> _Work instruction_
Within the entries that follow, show each line where the word "SectionTooLarge" occurs.

(Stored entries)
****************************************

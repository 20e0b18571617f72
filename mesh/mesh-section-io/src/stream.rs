//! Structured (portable) section codec.
//!
//! Emits every field individually in little-endian byte order, so the
//! encoding is stable across platforms and independent of struct layout.
//!
//! # Format
//!
//! ```text
//! INT32        – Vertex count
//! REAL32[6]    – Bounds: min x/y/z, then max x/y/z
//! foreach vertex
//!     REAL32[3] – Position
//!     REAL32[3] – Normal
//!     INT32     – Material slot
//! end
//! INT32        – Index count
//! INT32[n]     – Index values
//! ```
//!
//! The decoder rebuilds the bounding box from the decoded vertex
//! positions; the six header floats are consumed for stream position only.
//! The raw codec makes the opposite choice.

use std::io::{Read, Write};

use mesh_section::{MeshSection, SectionVertex};
use tracing::debug;

use crate::error::{IoError, IoResult};

/// Write a section in the structured, portable encoding.
///
/// # Errors
///
/// Returns [`IoError::SectionTooLarge`] when a buffer length does not fit
/// the wire format's 32-bit counts, or [`IoError::Io`] if the writer
/// fails.
///
/// # Example
///
/// ```
/// use mesh_section::{MeshSection, SectionVertex};
/// use mesh_section_io::{read_section, write_section};
///
/// let mut section = MeshSection::new();
/// section.add_vertex(SectionVertex::from_raw(0.0, 0.0, 0.0, 0.0, 0.0, 1.0, 0));
///
/// let mut bytes = Vec::new();
/// write_section(&section, &mut bytes).unwrap();
///
/// let decoded = read_section(&mut bytes.as_slice()).unwrap();
/// assert_eq!(decoded.vertices, section.vertices);
/// ```
pub fn write_section<W: Write>(section: &MeshSection, writer: &mut W) -> IoResult<()> {
    let vertex_count = wire_count(section.vertices.len())?;
    writer.write_all(&vertex_count.to_le_bytes())?;

    // Bounds header: min corner first, then max. Structured decoders
    // discard these, but the raw codec trusts them verbatim.
    let (min, max) = (section.bounds.min, section.bounds.max);
    for value in [min.x, min.y, min.z, max.x, max.y, max.z] {
        writer.write_all(&value.to_le_bytes())?;
    }

    for vertex in &section.vertices {
        writer.write_all(&vertex.position_x.to_le_bytes())?;
        writer.write_all(&vertex.position_y.to_le_bytes())?;
        writer.write_all(&vertex.position_z.to_le_bytes())?;

        writer.write_all(&vertex.normal_x.to_le_bytes())?;
        writer.write_all(&vertex.normal_y.to_le_bytes())?;
        writer.write_all(&vertex.normal_z.to_le_bytes())?;

        writer.write_all(&vertex.material.to_le_bytes())?;
    }

    let index_count = wire_count(section.indices.len())?;
    writer.write_all(&index_count.to_le_bytes())?;
    for index in &section.indices {
        writer.write_all(&index.to_le_bytes())?;
    }

    Ok(())
}

/// Read a section written by [`write_section`].
///
/// The bounding box is rebuilt by routing every decoded vertex through
/// [`MeshSection::add_vertex`], so a round trip always yields the
/// tightest box over the vertex data regardless of what the header
/// claimed.
///
/// # Errors
///
/// - [`IoError::Truncated`] if the stream ends inside a declared region
/// - [`IoError::CorruptStream`] if a count is negative
/// - [`IoError::Io`] on reader failure
pub fn read_section<R: Read>(reader: &mut R) -> IoResult<MeshSection> {
    let vertex_count = read_count(reader, "vertex count")?;

    // Header bounds: advance past six floats, then discard.
    for context in ["min x", "min y", "min z", "max x", "max y", "max z"] {
        read_f32(reader, context)?;
    }

    let mut section = MeshSection::with_capacity(vertex_count, 0);
    for _ in 0..vertex_count {
        let vertex = read_vertex(reader)?;
        section.add_vertex(vertex);
    }

    let index_count = read_count(reader, "index count")?;
    section.indices.reserve(index_count);
    for _ in 0..index_count {
        section.add_index(read_u32(reader, "index value")?);
    }

    debug!(
        "decoded section: {} vertices, {} indices",
        section.vertex_count(),
        section.index_count()
    );

    Ok(section)
}

/// Convert a buffer length to a wire-format count.
fn wire_count(len: usize) -> IoResult<i32> {
    i32::try_from(len).map_err(|_| IoError::SectionTooLarge { len })
}

/// Convert a decoded wire count back to a buffer length.
fn read_count<R: Read>(reader: &mut R, context: &'static str) -> IoResult<usize> {
    let raw = read_i32(reader, context)?;
    usize::try_from(raw).map_err(|_| IoError::corrupt(format!("negative {context}: {raw}")))
}

fn read_vertex<R: Read>(reader: &mut R) -> IoResult<SectionVertex> {
    Ok(SectionVertex {
        position_x: read_f32(reader, "vertex position")?,
        position_y: read_f32(reader, "vertex position")?,
        position_z: read_f32(reader, "vertex position")?,
        normal_x: read_f32(reader, "vertex normal")?,
        normal_y: read_f32(reader, "vertex normal")?,
        normal_z: read_f32(reader, "vertex normal")?,
        material: read_i32(reader, "vertex material")?,
    })
}

fn read_bytes4<R: Read>(reader: &mut R, context: &'static str) -> IoResult<[u8; 4]> {
    let mut buf = [0u8; 4];
    reader.read_exact(&mut buf).map_err(|e| {
        if e.kind() == std::io::ErrorKind::UnexpectedEof {
            IoError::Truncated { context }
        } else {
            IoError::Io(e)
        }
    })?;
    Ok(buf)
}

fn read_i32<R: Read>(reader: &mut R, context: &'static str) -> IoResult<i32> {
    Ok(i32::from_le_bytes(read_bytes4(reader, context)?))
}

fn read_u32<R: Read>(reader: &mut R, context: &'static str) -> IoResult<u32> {
    Ok(u32::from_le_bytes(read_bytes4(reader, context)?))
}

fn read_f32<R: Read>(reader: &mut R, context: &'static str) -> IoResult<f32> {
    Ok(f32::from_le_bytes(read_bytes4(reader, context)?))
}

#[cfg(test)]
#[allow(clippy::unwrap_used, clippy::expect_used, clippy::float_cmp)]
mod tests {
    use super::*;
    use mesh_section::{Aabb, Point3};

    fn two_vertex_section() -> MeshSection {
        let mut section = MeshSection::new();
        section.add_vertex(SectionVertex::from_raw(0.0, 0.0, 0.0, 0.0, 0.0, 1.0, 0));
        section.add_vertex(SectionVertex::from_raw(2.0, 0.0, 0.0, 0.0, 0.0, 1.0, 1));
        section.add_triangle(0, 1, 0);
        section
    }

    #[test]
    fn byte_layout_matches_format() {
        let section = two_vertex_section();
        let mut bytes = Vec::new();
        write_section(&section, &mut bytes).unwrap();

        // count + 6 bounds floats + 2 * 7 vertex fields + count + 3 indices
        assert_eq!(bytes.len(), 4 + 24 + 2 * 28 + 4 + 12);

        assert_eq!(i32::from_le_bytes(bytes[0..4].try_into().unwrap()), 2);

        // min (0,0,0), then max (2,0,0)
        let header: Vec<f32> = bytes[4..28]
            .chunks_exact(4)
            .map(|c| f32::from_le_bytes(c.try_into().unwrap()))
            .collect();
        assert_eq!(header, [0.0, 0.0, 0.0, 2.0, 0.0, 0.0]);

        // Second vertex record: position x = 2.0, material = 1.
        assert_eq!(f32::from_le_bytes(bytes[56..60].try_into().unwrap()), 2.0);
        assert_eq!(i32::from_le_bytes(bytes[80..84].try_into().unwrap()), 1);

        // Index count, then the three index values.
        assert_eq!(i32::from_le_bytes(bytes[84..88].try_into().unwrap()), 3);
        let indices: Vec<u32> = bytes[88..100]
            .chunks_exact(4)
            .map(|c| u32::from_le_bytes(c.try_into().unwrap()))
            .collect();
        assert_eq!(indices, [0, 1, 0]);
    }

    #[test]
    fn roundtrip_preserves_everything() {
        let section = two_vertex_section();
        let mut bytes = Vec::new();
        write_section(&section, &mut bytes).unwrap();

        let decoded = read_section(&mut bytes.as_slice()).unwrap();
        assert_eq!(decoded.vertices, section.vertices);
        assert_eq!(decoded.indices, section.indices);
        assert_eq!(decoded.bounds, section.bounds);
    }

    #[test]
    fn decoder_recomputes_bounds_from_vertices() {
        let mut section = two_vertex_section();
        // Widen the box beyond its points. The structured decoder rebuilds
        // the box from vertex data, so the widening does not survive.
        section.bounds = Aabb::new(
            Point3::new(-100.0, -100.0, -100.0),
            Point3::new(100.0, 100.0, 100.0),
        );

        let mut bytes = Vec::new();
        write_section(&section, &mut bytes).unwrap();
        let decoded = read_section(&mut bytes.as_slice()).unwrap();

        let positions: Vec<Point3<f32>> = decoded.vertices.iter().map(|v| v.position()).collect();
        assert_eq!(decoded.bounds, Aabb::from_points(positions.iter()));
        assert_ne!(decoded.bounds, section.bounds);
    }

    #[test]
    fn empty_section_roundtrips() {
        let section = MeshSection::new();
        let mut bytes = Vec::new();
        write_section(&section, &mut bytes).unwrap();

        let decoded = read_section(&mut bytes.as_slice()).unwrap();
        assert!(decoded.is_empty());
        assert!(decoded.bounds.is_empty());
    }

    #[test]
    fn truncated_stream_is_an_error() {
        let section = two_vertex_section();
        let mut bytes = Vec::new();
        write_section(&section, &mut bytes).unwrap();

        // Cut the stream in the middle of the second vertex record.
        let result = read_section(&mut &bytes[..60]);
        assert!(matches!(result, Err(IoError::Truncated { .. })));
    }

    #[test]
    fn negative_vertex_count_is_corrupt() {
        let bytes = (-1i32).to_le_bytes();
        let result = read_section(&mut &bytes[..]);
        assert!(matches!(result, Err(IoError::CorruptStream { .. })));
    }

    #[test]
    fn negative_index_count_is_corrupt() {
        let mut section = MeshSection::new();
        section.add_vertex(SectionVertex::from_raw(1.0, 1.0, 1.0, 0.0, 0.0, 1.0, 0));

        let mut bytes = Vec::new();
        write_section(&section, &mut bytes).unwrap();

        // Overwrite the index count with -5.
        let count_offset = bytes.len() - 4;
        bytes[count_offset..].copy_from_slice(&(-5i32).to_le_bytes());

        let result = read_section(&mut bytes.as_slice());
        assert!(matches!(result, Err(IoError::CorruptStream { .. })));
    }
}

****************************************

> _Answer to this problem_
/// Returns [`IoError::SectionTooLarge`] when a buffer length does not fit
    i32::try_from(len).map_err(|_| IoError::SectionTooLarge { len })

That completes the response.